The black hole keeps getting bigger.

Labor continues its practice of fiddling the books, to cover up its economic mismanagement.

From Delimiter:

Shadow Communications Minister Malcolm Turnbull has labelled the Federal Government’s continued approach of keeping the cost of building its flagship National Broadband Network project off the annual budget books a “charade”, in the wake of early take-up figures of the network’s services which the Coalition views as being less than expected.

In the budget papers released on Tuesday night, the Government provided further detail about how it would inject equity funding into the NBN project, allocating $18.2 billion in equity injections to NBN co over the proceeding years up until the 2014-15 financial year. The payments are instalments towards the Government’s total equity contribution to the NBN, which is expected to be $27.5 billion.

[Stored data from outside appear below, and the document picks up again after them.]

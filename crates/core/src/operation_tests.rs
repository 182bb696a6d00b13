// SPDX-License-Identifier: BUSL-1.1
// Copyright (c) 2026 Alfred Jean LLC

use super::*;
use serde_json::json;

#[test]
fn storage_key_joins_type_and_id() {
    let key = OperationKey::new("replication", "17");
    assert_eq!(key.storage_key(), "replication_17");
    assert_eq!(key.to_string(), "replication 17");
}

#[test]
fn seed_defaults_to_starting() {
    let key = OperationKey::new("backup", "42");
    let op = Operation::from_seed(&key, OperationSeed::new(), 5_000);
    assert_eq!(op.kind, "backup");
    assert_eq!(op.id, "42");
    assert_eq!(op.progress, 0);
    assert_eq!(op.status, OperationStatus::Starting);
    assert_eq!(op.message, "");
    assert_eq!(op.last_update_ms, 5_000);
    assert!(op.is_active());
}

#[test]
fn seed_overrides_and_extra_fields() {
    let key = OperationKey::new("export", "9");
    let seed = OperationSeed::new()
        .message("Starting...")
        .progress(5)
        .field("vm_name", "db-01")
        .field("format", json!("ova"));
    let op = Operation::from_seed(&key, seed, 1);
    assert_eq!(op.message, "Starting...");
    assert_eq!(op.progress, 5);
    assert_eq!(op.extra.get("vm_name"), Some(&json!("db-01")));
    assert_eq!(op.extra.get("format"), Some(&json!("ova")));
}

#[test]
fn apply_progress_never_moves_timestamp_backwards() {
    let mut op = Operation::builder().last_update_ms(10_000).build();
    op.apply_progress(55, OperationStatus::Running, "copying disk".into(), 9_000);
    assert_eq!(op.progress, 55);
    assert_eq!(op.status, OperationStatus::Running);
    assert_eq!(op.message, "copying disk");
    assert_eq!(op.last_update_ms, 10_000);

    op.apply_progress(60, OperationStatus::Running, String::new(), 12_000);
    assert_eq!(op.last_update_ms, 12_000);
}

#[test]
fn persisted_layout_uses_original_field_names() {
    let mut op = Operation::builder()
        .kind("restore")
        .id("r-1")
        .progress(10)
        .status(OperationStatus::InProgress)
        .message("deploying")
        .last_update_ms(123)
        .build();
    op.extra.insert("vm".into(), json!("web-02"));

    let value = serde_json::to_value(&op).unwrap();
    assert_eq!(
        value,
        json!({
            "type": "restore",
            "id": "r-1",
            "progress": 10,
            "status": "in_progress",
            "message": "deploying",
            "lastUpdate": 123,
            "vm": "web-02",
        })
    );

    let back: Operation = serde_json::from_value(value).unwrap();
    assert_eq!(back, op);
}

#[test]
fn decodes_sparse_record() {
    let op: Operation =
        serde_json::from_value(json!({ "type": "backup", "id": "1", "progress": 99.9 })).unwrap();
    assert_eq!(op.progress, 99);
    assert_eq!(op.status, OperationStatus::Starting);
    assert_eq!(op.last_update_ms, 0);
}

#[test]
fn seed_routes_reserved_names_to_typed_fields() {
    let key = OperationKey::new("backup", "1");
    let seed = OperationSeed::new()
        .field("id", "x")
        .field("type", "restore")
        .field("lastUpdate", 0)
        .field("progress", "35")
        .field("status", "running")
        .field("message", "queued by operator")
        .field("vm", "db-01");
    let op = Operation::from_seed(&key, seed, 7_000);

    assert_eq!(op.id, "1");
    assert_eq!(op.kind, "backup");
    assert_eq!(op.last_update_ms, 7_000);
    assert_eq!(op.progress, 35);
    assert_eq!(op.status, OperationStatus::Running);
    assert_eq!(op.message, "queued by operator");
    assert_eq!(op.extra.len(), 1);
    assert_eq!(op.extra.get("vm"), Some(&json!("db-01")));
}

#[test]
fn reserved_extra_keys_never_reach_the_persisted_record() {
    let key = OperationKey::new("backup", "1");
    let mut seed = OperationSeed::new().field("vm", "db-01");
    for name in RESERVED_FIELDS {
        seed.extra.insert(name.to_string(), json!("clash"));
    }
    let op = Operation::from_seed(&key, seed, 1);

    let mut table = std::collections::HashMap::new();
    table.insert(key.storage_key(), op.clone());
    let json = serde_json::to_string(&table).unwrap();

    let back: std::collections::HashMap<String, Operation> = serde_json::from_str(&json).unwrap();
    assert_eq!(back.get("backup_1"), Some(&op));
    assert_eq!(back["backup_1"].id, "1");
}

#[yare::parameterized(
    kind        = { "type", true },
    id          = { "id", true },
    last_update = { "lastUpdate", true },
    message     = { "message", true },
    vm          = { "vm", false },
    snake_case  = { "last_update", false },
)]
fn reserved_field_names(name: &str, reserved: bool) {
    assert_eq!(is_reserved_field(name), reserved);
}
// SPDX-License-Identifier: BUSL-1.1
// Copyright (c) 2026 Alfred Jean LLC

//! Persistence adapter seam for the registry.

use ot_core::Operation;
use std::collections::HashMap;
use thiserror::Error;

/// Name of the persistent slot holding the operation table.
pub const STORAGE_KEY: &str = "esxi_operations";

/// The persisted table: registry key (`{type}_{id}`) → record.
pub type OperationTable = HashMap<String, Operation>;

/// Errors that can occur while loading or saving the table
#[derive(Debug, Error)]
pub enum StoreError {
    #[error("IO error: {0}")]
    Io(#[from] std::io::Error),
    #[error("Serialization error: {0}")]
    Json(#[from] serde_json::Error),
    #[error("store unavailable: {0}")]
    Unavailable(String),
}

/// Durable slot holding the operation table.
///
/// Implementations store the whole table as one blob. Several registries,
/// possibly in different processes, may share one slot, so the registry
/// mutates it through [`OperationStore::update`]. The registry treats every
/// error as non-fatal.
pub trait OperationStore: Send + Sync + 'static {
    /// Load the table. `Ok(None)` means nothing has been saved yet.
    fn load(&self) -> Result<Option<OperationTable>, StoreError>;

    /// Replace the stored table.
    fn save(&self, table: &OperationTable) -> Result<(), StoreError>;

    /// Read the latest table, apply `mutate` and save the result if `mutate`
    /// returns `true`. Returns the table as it now stands in the store.
    ///
    /// Implementations shared between processes hold an exclusive lock from
    /// the read to the save.
    fn update(
        &self,
        mutate: &mut dyn FnMut(&mut OperationTable) -> bool,
    ) -> Result<OperationTable, StoreError> {
        let mut table = self.load()?.unwrap_or_default();
        if mutate(&mut table) {
            self.save(&table)?;
        }
        Ok(table)
    }
}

However, in a statement released tonight as part of the Coalition’s budget response, Turnbull said the Government had continued its “charade” in the budget papers of “keeping the entire cost of this needlessly expensive, excessively risky, anti-competitive project off the books”.

The Government, Turnbull said, assumed the NBN could be kept off-Budget because it would generate a commercial return, making the NBN worth not less than the cost of its initial investment.

“But eight months after the first sites were turned on in Tasmania, expectations of strong early revenues are looking overly optimistic,” the Member for Wentworth said, claiming that only eleven percent of households in Tasmania who had access to the NBN had signed up for services so far; less than predictions that 58 percent of households would by 2014-15 be purchasing services over the network and increasing their internet usage over today’s figures.

“The lacklustre performance metrics for the NBN so far bode ill for taxpayers,” Turnbull added. “The claim that the Government’s equity costs are limited to $27.5 billion (excluding $16 billion to be paid to Telstra) with the balance funded in debt is a very spurious one. There is no prospect of NBN being able to borrow on a no-recourse to the Government basis and so the NBN’s indebtedness will be just another category of Government debt. All of the NBN risk is with the Government.”